En el mercado laboral actual, la protección y el bienestar de los empleados resultan fundamentales para el éxito y la reputación de cualquier empresa. Uno de los aspectos más críticos en este sentido es la prevención y gestión del acoso laboral (mediante un protocolo de acoso laboral) no solo como necesidad ética empresarial, sino también como una medida estratégica y de blindaje legal si, como organización del siglo XXI, quieres evitar grandes sanciones económicas por ello.
Un protocolo de acoso laboral es una herramienta con la que debe contar cualquier empresa, independientemente del tamaño de tu plantilla, y no disponer de uno, diseñado ad hoc para tu tipo de negocio y actualizado, puede acarrear multas y sanciones que pueden llegar a generar un problema en los responsables de su cumplimiento, lo que frecuentemente recae en el personal procedente del departamento de recursos humanos y/o en quienes se encargan del área de prevención de riesgos laborales.
Por tanto, dada la importancia de contar con un protocolo de acoso laboral, a continuación, como abogados especializados en Derecho Laboral te presentamos 3 razones por las que cada empresa debe tener un protocolo claro y efectivo para abordar el acoso laboral:
Evitar sanciones legales que pueden poner en jaque tu empresa:
Las sanciones por no contar con un protocolo de acoso laboral pueden acarrear importantes sanciones administrativas en caso de inspección con resultado desfavorable, que oscilan entre:
- Los 7.501 euros hasta 30.000 euros, si se trata de una infracción leve.
- Entre 30.001 euros hasta 120.005 si es una infracción grave
- Hasta 125.018 euros, si es muy grave.
Además, es importante tener en cuenta que se perderán automáticamente todas las ayudas, bonificaciones y, en general, los beneficios derivados de la aplicación de los programas de empleo, con efectos desde la fecha en que se cometió la infracción, además de la exclusión automática del acceso a tales beneficios durante los meses que contemple la ley.
Todo ello, sin contar el posible extenso proceso judicial en el que podría incurrir la empresa y la responsabilidad de la organización en caso de que se cometa algún delito, que podría generar, entre otras cosas, cuantiosas indemnizaciones por daños y perjuicios.
Evitar los riesgos reputacionales en pleno auge del mobbing y el ciberacoso
El mobbing y el ciberacoso, también en el ámbito laboral, están a la orden del día en las empresas y hacerle frente es un deber de la empresa.

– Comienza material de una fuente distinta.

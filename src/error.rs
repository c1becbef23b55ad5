//! Error types for war-rs

use crate::core::{ArmyColor, TerritoryName};
use thiserror::Error;

#[derive(Error, Debug)]
pub enum WarError {
    #[error("Cannot create registry: requested {requested} territories, seed table has {available}")]
    AllocationFailure { requested: usize, available: usize },

    #[error("Invalid territory selection: attacker {attacker}, defender {defender} (valid: 1-{size}, distinct)")]
    InvalidIndex {
        attacker: usize,
        defender: usize,
        size: usize,
    },

    #[error("Attacking territory '{0}' has no troops")]
    AttackerEmpty(TerritoryName),

    #[error("Defending territory '{0}' is already empty")]
    DefenderEmpty(TerritoryName),

    #[error("Malformed command: {0}")]
    MalformedCommand(String),

    #[error("No mission target available: every palette color equals the player color '{0}'")]
    NoValidTarget(ArmyColor),

    #[error("Invalid configuration: {0}")]
    InvalidConfig(String),

    #[error("IO error: {0}")]
    IoError(#[from] std::io::Error),

    #[error("Serialization error: {0}")]
    SerializationError(String),
}

impl WarError {
    /// Whether the session can continue after reporting this error.
    ///
    /// Recoverable errors abort a single sub-attack or command; everything else
    /// indicates a broken setup and ends the process.
    pub fn is_recoverable(&self) -> bool {
        matches!(
            self,
            WarError::InvalidIndex { .. }
                | WarError::AttackerEmpty(_)
                | WarError::DefenderEmpty(_)
                | WarError::MalformedCommand(_)
        )
    }
}

impl From<serde_json::Error> for WarError {
    fn from(err: serde_json::Error) -> Self {
        WarError::SerializationError(err.to_string())
    }
}

pub type Result<T> = std::result::Result<T, WarError>;
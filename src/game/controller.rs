//! Player controller trait and game state view
//!
//! This module defines the interface between the turn orchestrator and
//! whatever supplies commands (a human at a terminal, a script, a random
//! stand-in). Controllers only see the game through a read-only view.

use crate::core::{ArmyColor, Territory, TerritoryRow};
use crate::game::game_loop::{CommandOutcome, GameResult};
use crate::game::logger::GameLogger;
use crate::game::mission::Mission;
use crate::game::GameState;
use crate::Result;

/// A command issued between turns
#[derive(Debug, Clone, PartialEq, Eq)]
pub enum Command {
    /// Perform up to this many sub-attacks
    Attack(u32),

    /// Evaluate the mission; winning ends the session
    CheckMission,

    /// End the session
    Quit,

    /// Recognized input that did not name a known option
    Invalid(String),

    /// Input that could not be read as a command at all
    Malformed(String),
}

/// Attacker and defender as entered by the player (1-based, unvalidated)
#[derive(Debug, Clone, Copy, PartialEq, Eq)]
pub struct AttackSelection {
    pub attacker: usize,
    pub defender: usize,
}

impl AttackSelection {
    pub fn new(attacker: usize, defender: usize) -> Self {
        AttackSelection { attacker, defender }
    }
}

/// Read-only view of game state for controllers
pub struct GameStateView<'a> {
    game: &'a GameState,
}

impl<'a> GameStateView<'a> {
    pub fn new(game: &'a GameState) -> Self {
        GameStateView { game }
    }

    pub fn list_territories(&self) -> Vec<TerritoryRow> {
        self.game.list_territories()
    }

    pub fn territory_count(&self) -> usize {
        self.game.registry().len()
    }

    /// Territories in registry order
    pub fn territories(&self) -> &[Territory] {
        self.game.registry().as_slice()
    }

    pub fn describe_mission(&self) -> String {
        self.game.describe_mission()
    }

    pub fn mission(&self) -> &Mission {
        self.game.mission()
    }

    pub fn player_color(&self) -> &ArmyColor {
        self.game.player_color()
    }

    pub fn logger(&self) -> &GameLogger {
        &self.game.logger
    }
}

/// Player controller trait
///
/// The orchestrator asks for one command at a time and, for every sub-attack
/// of an `Attack` command, for one territory pair.
pub trait PlayerController {
    /// Next command for the session
    fn next_command(&mut self, view: &GameStateView) -> Command;

    /// Territories for sub-attack `sub_attack` of `total` (both 1-based)
    ///
    /// Returns `WarError::MalformedCommand` when the selection could not be
    /// read; the orchestrator skips that sub-attack.
    fn choose_attack(
        &mut self,
        view: &GameStateView,
        sub_attack: u32,
        total: u32,
    ) -> Result<AttackSelection>;

    /// Called after each command with what happened
    fn on_command_outcome(&mut self, _view: &GameStateView, _outcome: &CommandOutcome) {}

    /// Called once when the session ends
    fn on_game_end(&mut self, _view: &GameStateView, _result: &GameResult) {}
}
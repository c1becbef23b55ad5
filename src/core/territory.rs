//! Territory representation

use crate::core::{ArmyColor, TerritoryName};
use serde::{Deserialize, Serialize};

/// A unit of the map: a name, the color of the army holding it and its troops
///
/// Territories have no id of their own; identity is the position in the
/// [`Registry`](crate::core::Registry).
#[derive(Debug, Clone, PartialEq, Eq, Serialize, Deserialize)]
pub struct Territory {
    pub name: TerritoryName,

    /// Color of the army currently holding this territory
    pub owner: ArmyColor,

    /// Troops stationed here. Unsigned, so never negative.
    pub troops: u32,
}

impl Territory {
    pub fn new(name: impl Into<TerritoryName>, owner: impl Into<ArmyColor>, troops: u32) -> Self {
        Territory {
            name: name.into(),
            owner: owner.into(),
            troops,
        }
    }

    pub fn is_owned_by(&self, color: &ArmyColor) -> bool {
        self.owner == *color
    }

    pub fn has_troops(&self) -> bool {
        self.troops > 0
    }

    /// Remove one troop, returning true if the territory is now empty
    pub(crate) fn lose_troop(&mut self) -> bool {
        self.troops = self.troops.saturating_sub(1);
        self.troops == 0
    }
}
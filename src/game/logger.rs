//! Game narration logger
//!
//! Every line the engine narrates (attacks, rolls, conquests, mission checks)
//! goes through [`GameLogger`]. Printing is gated by [`VerbosityLevel`]; in
//! capture mode entries are kept in memory instead so tests can assert on the
//! narration without scraping stdout.

use serde::{Deserialize, Serialize};
use std::cell::{Ref, RefCell};
use std::ops::Deref;

/// Verbosity level for game output
#[derive(Debug, Clone, Copy, PartialEq, Eq, PartialOrd, Ord, Default, Serialize, Deserialize)]
pub enum VerbosityLevel {
    /// Silent - no output during game
    Silent = 0,
    /// Minimal - only session outcome
    Minimal = 1,
    /// Normal - attacks, conquests and mission checks (default)
    #[default]
    Normal = 2,
    /// Verbose - dice, troop movements and rejected selections
    Verbose = 3,
}

/// How printed entries are rendered
#[derive(Debug, Clone, Copy, PartialEq, Eq, Serialize, Deserialize, Default)]
pub enum OutputFormat {
    /// Indented narration text (default)
    #[default]
    Text,
    /// One JSON object per line
    Json,
}

/// Where entries go
#[derive(Debug, Clone, Copy, PartialEq, Eq, Serialize, Deserialize, Default)]
pub enum OutputMode {
    /// Printed to stdout when the verbosity allows (default)
    #[default]
    Stdout,
    /// Kept in memory regardless of verbosity, never printed
    Memory,
}

#[derive(Debug, Clone, PartialEq, Eq, Serialize, Deserialize)]
pub struct LogEntry {
    pub level: VerbosityLevel,
    /// "combat", "mission", "controller_choice", or none for session messages
    pub category: Option<String>,
    pub message: String,
}

/// Borrow of the captured entries, usable as a slice
pub struct LogGuard<'a> {
    entries: Ref<'a, Vec<LogEntry>>,
}

impl Deref for LogGuard<'_> {
    type Target = [LogEntry];

    fn deref(&self) -> &[LogEntry] {
        &self.entries
    }
}

/// Narration sink owned by the game state
///
/// Logging takes `&self` so controllers can narrate through a read-only view.
#[derive(Default)]
pub struct GameLogger {
    verbosity: VerbosityLevel,
    format: OutputFormat,
    mode: OutputMode,
    captured: RefCell<Vec<LogEntry>>,
}

impl GameLogger {
    pub fn new() -> Self {
        Self::default()
    }

    /// Keep entries in memory instead of printing them
    pub fn enable_capture(&mut self) {
        self.mode = OutputMode::Memory;
    }

    pub fn set_output_format(&mut self, format: OutputFormat) {
        self.format = format;
    }

    pub fn set_verbosity(&mut self, verbosity: VerbosityLevel) {
        self.verbosity = verbosity;
    }

    /// Captured entries, oldest first
    pub fn logs(&self) -> LogGuard<'_> {
        LogGuard {
            entries: self.captured.borrow(),
        }
    }

    fn print(&self, entry: &LogEntry) {
        match self.format {
            OutputFormat::Text if entry.level == VerbosityLevel::Minimal => println!("{}", entry.message),
            OutputFormat::Text => println!("  {}", entry.message),
            OutputFormat::Json => match serde_json::to_string(entry) {
                Ok(line) => println!("{}", line),
                Err(e) => eprintln!("failed to encode log entry: {}", e),
            },
        }
    }

    fn log(&self, level: VerbosityLevel, category: Option<&str>, message: &str) {
        let print = match self.mode {
            OutputMode::Memory => false,
            OutputMode::Stdout if level <= self.verbosity => true,
            OutputMode::Stdout => return,
        };

        let entry = LogEntry {
            level,
            category: category.map(str::to_string),
            message: message.to_string(),
        };
        if print {
            self.print(&entry);
        } else {
            self.captured.borrow_mut().push(entry);
        }
    }

    pub fn minimal(&self, message: &str) {
        self.log(VerbosityLevel::Minimal, None, message);
    }

    pub fn normal(&self, message: &str) {
        self.log(VerbosityLevel::Normal, None, message);
    }

    pub fn verbose(&self, message: &str) {
        self.log(VerbosityLevel::Verbose, None, message);
    }

    /// Log at `level` with a category tag
    pub fn event(&self, level: VerbosityLevel, category: &str, message: &str) {
        self.log(level, Some(category), message);
    }

    /// A controller's decision, at Normal level
    pub fn controller_choice(&self, message: &str) {
        self.log(VerbosityLevel::Normal, Some("controller_choice"), message);
    }
}

impl std::fmt::Debug for GameLogger {
    fn fmt(&self, f: &mut std::fmt::Formatter<'_>) -> std::fmt::Result {
        f.debug_struct("GameLogger")
            .field("verbosity", &self.verbosity)
            .field("mode", &self.mode)
            .field("captured", &self.captured.borrow().len())
            .finish()
    }
}

#[cfg(test)]
mod tests {
    use super::*;

    #[test]
    fn test_logger_defaults() {
        let logger = GameLogger::new();
        assert_eq!(logger.verbosity, VerbosityLevel::Normal);
        assert_eq!(logger.format, OutputFormat::Text);
        assert_eq!(logger.mode, OutputMode::Stdout);
    }

    #[test]
    fn test_capture_keeps_levels_and_categories() {
        let mut logger = GameLogger::new();
        logger.enable_capture();

        logger.normal("Leaving the game...");
        logger.minimal("Congratulations!");
        logger.event(VerbosityLevel::Normal, "combat", "Amazonas attacks Cerrado");
        logger.controller_choice("chose CheckMission");

        let logs = logger.logs();
        assert_eq!(logs.len(), 4);
        assert_eq!(logs[0].message, "Leaving the game...");
        assert_eq!(logs[0].category, None);
        assert_eq!(logs[1].level, VerbosityLevel::Minimal);
        assert_eq!(logs[2].category.as_deref(), Some("combat"));
        assert_eq!(logs[3].category.as_deref(), Some("controller_choice"));
    }

    #[test]
    fn test_capture_ignores_verbosity() {
        let mut logger = GameLogger::new();
        logger.set_verbosity(VerbosityLevel::Silent);
        logger.enable_capture();
        logger.verbose("Roll: attacker 6 vs defender 1");
        assert_eq!(logger.logs().len(), 1);
    }

    #[test]
    fn test_printing_mode_keeps_nothing() {
        let mut logger = GameLogger::new();
        logger.set_verbosity(VerbosityLevel::Silent);
        logger.normal("dropped");
        assert!(logger.logs().is_empty());
    }

    #[test]
    fn test_log_entry_json_shape() {
        let entry = LogEntry {
            level: VerbosityLevel::Normal,
            category: Some("combat".to_string()),
            message: "Pantanal was conquered by Verde".to_string(),
        };
        let json = serde_json::to_value(&entry).unwrap();
        assert_eq!(json["level"], "Normal");
        assert_eq!(json["category"], "combat");
        assert_eq!(json["message"], "Pantanal was conquered by Verde");
    }
}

Por lo tanto, el empresario no debe perder de vista que también deben evitarse (y serán susceptibles de denuncia) todas aquellas actuaciones que sucedan en los márgenes de la relación laboral: viajes de trabajo, eventos, cenas de empresa… así como acoso laboral durante el tiempo de descanso, en espacios privados a los que se acceda por motivos laborales.
Para evitar todo este tipo de riesgos legales y efectos negativos en la marca de la compañía o pyme, la empresa deberá crear, mantener y actualizar constantemente los canales de denuncia y los procedimientos internos adecuados para garantizar el correcto funcionamiento del protocolo de acoso laboral. Prevención frente a reacción.

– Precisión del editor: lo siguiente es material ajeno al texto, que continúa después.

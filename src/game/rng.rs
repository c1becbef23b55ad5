//! Injectable randomness
//!
//! Dice rolls and mission draws go through [`RandomSource`] so tests can feed
//! exact values with [`ScriptedRolls`] while real games use a seeded ChaCha
//! stream.

use rand::{Rng, SeedableRng};
use rand_chacha::ChaCha12Rng;
use serde::{Deserialize, Serialize};
use std::collections::VecDeque;

/// Faces on a combat die
pub const DIE_FACES: u32 = 6;

/// A capability producing uniform integers
pub trait RandomSource {
    /// Uniform integer in the inclusive range `[low, high]`
    fn uniform(&mut self, low: u32, high: u32) -> u32;
}

/// Roll one six-sided die
pub fn roll_die(rng: &mut dyn RandomSource) -> u32 {
    rng.uniform(1, DIE_FACES)
}

/// Seeded game RNG (serializable so its current state can be inspected)
#[derive(Debug, Clone, Serialize, Deserialize)]
pub struct GameRng {
    inner: ChaCha12Rng,
}

impl GameRng {
    pub fn from_seed(seed: u64) -> Self {
        GameRng {
            inner: ChaCha12Rng::seed_from_u64(seed),
        }
    }

    pub fn from_entropy() -> Self {
        GameRng {
            inner: ChaCha12Rng::from_entropy(),
        }
    }
}

impl RandomSource for GameRng {
    fn uniform(&mut self, low: u32, high: u32) -> u32 {
        self.inner.gen_range(low..=high)
    }
}

/// Replays a fixed sequence of values
///
/// Values outside the requested range are clamped into it. Once the script
/// runs out every draw returns `low`.
#[derive(Debug, Clone, Default)]
pub struct ScriptedRolls {
    values: VecDeque<u32>,
}

impl ScriptedRolls {
    pub fn new(values: impl IntoIterator<Item = u32>) -> Self {
        ScriptedRolls {
            values: values.into_iter().collect(),
        }
    }

    pub fn remaining(&self) -> usize {
        self.values.len()
    }
}

impl RandomSource for ScriptedRolls {
    fn uniform(&mut self, low: u32, high: u32) -> u32 {
        match self.values.pop_front() {
            Some(v) => v.clamp(low, high),
            None => low,
        }
    }
}

#[cfg(test)]
mod tests {
    use super::*;

    #[test]
    fn test_game_rng_stays_in_range() {
        let mut rng = GameRng::from_seed(7);
        for _ in 0..1000 {
            let roll = roll_die(&mut rng);
            assert!((1..=6).contains(&roll));
        }
    }

    #[test]
    fn test_seeded_determinism() {
        let mut rng1 = GameRng::from_seed(42);
        let mut rng2 = GameRng::from_seed(42);

        let seq1: Vec<u32> = (0..20).map(|_| rng1.uniform(1, 6)).collect();
        let seq2: Vec<u32> = (0..20).map(|_| rng2.uniform(1, 6)).collect();
        assert_eq!(seq1, seq2);
    }

    #[test]
    fn test_rng_state_survives_serialization() {
        let mut rng1 = GameRng::from_seed(12345);
        for _ in 0..5 {
            rng1.uniform(0, 100);
        }

        let json = serde_json::to_string(&rng1).unwrap();
        let mut rng2: GameRng = serde_json::from_str(&json).unwrap();

        let after1: Vec<u32> = (0..10).map(|_| rng1.uniform(0, 100)).collect();
        let after2: Vec<u32> = (0..10).map(|_| rng2.uniform(0, 100)).collect();
        assert_eq!(after1, after2);
    }

    #[test]
    fn test_scripted_rolls() {
        let mut rolls = ScriptedRolls::new([6, 1, 9, 0]);
        assert_eq!(rolls.remaining(), 4);

        assert_eq!(roll_die(&mut rolls), 6);
        assert_eq!(roll_die(&mut rolls), 1);
        // Clamped into range
        assert_eq!(roll_die(&mut rolls), 6);
        assert_eq!(roll_die(&mut rolls), 1);
        // Exhausted
        assert_eq!(roll_die(&mut rolls), 1);
        assert_eq!(rolls.remaining(), 0);
    }
}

Mejor clima laboral, más productividad y atracción de talento
En España, la legislación laboral exige que las empresas proporcionen un entorno de trabajo seguro y libre de acoso laboral. Implementar un protocolo de acoso laboral no solo garantiza el cumplimiento de estas leyes, sino que también demuestra el compromiso de la empresa con el respeto a los derechos de sus empleados.
Además, no basta con contar con un plan de acoso, es necesario que la empresa lleve a cabo una labor informativa y que exista una implementación real y un seguimiento de este tipo de actuaciones para activar el protocolo de acoso laboral cuando se requiera.
El acoso laboral puede tener un impacto devastador en la salud mental, emocional y física de los empleados afectados. Un protocolo claro y transparente proporciona a los trabajadores una vía para denunciar cualquier forma de acoso, así como medidas para proteger su bienestar, su salud mental y su seguridad en el lugar de trabajo, impulsando la atracción y retención del talento.
Cuando los empleados se sienten seguros y valorados en su lugar de trabajo, están más motivados para desempeñarse en su máximo potencial. Un protocolo de acoso laboral muestra a los empleados que la empresa se preocupa por su bienestar, fortalece la confianza en la dirección de la empresa y promueve una mayor productividad y satisfacción laboral.
En resumen, un protocolo de acoso laboral no solo es una medida legalmente exigida, sino también una inversión en el bienestar de los empleados y el éxito a largo plazo de la empresa.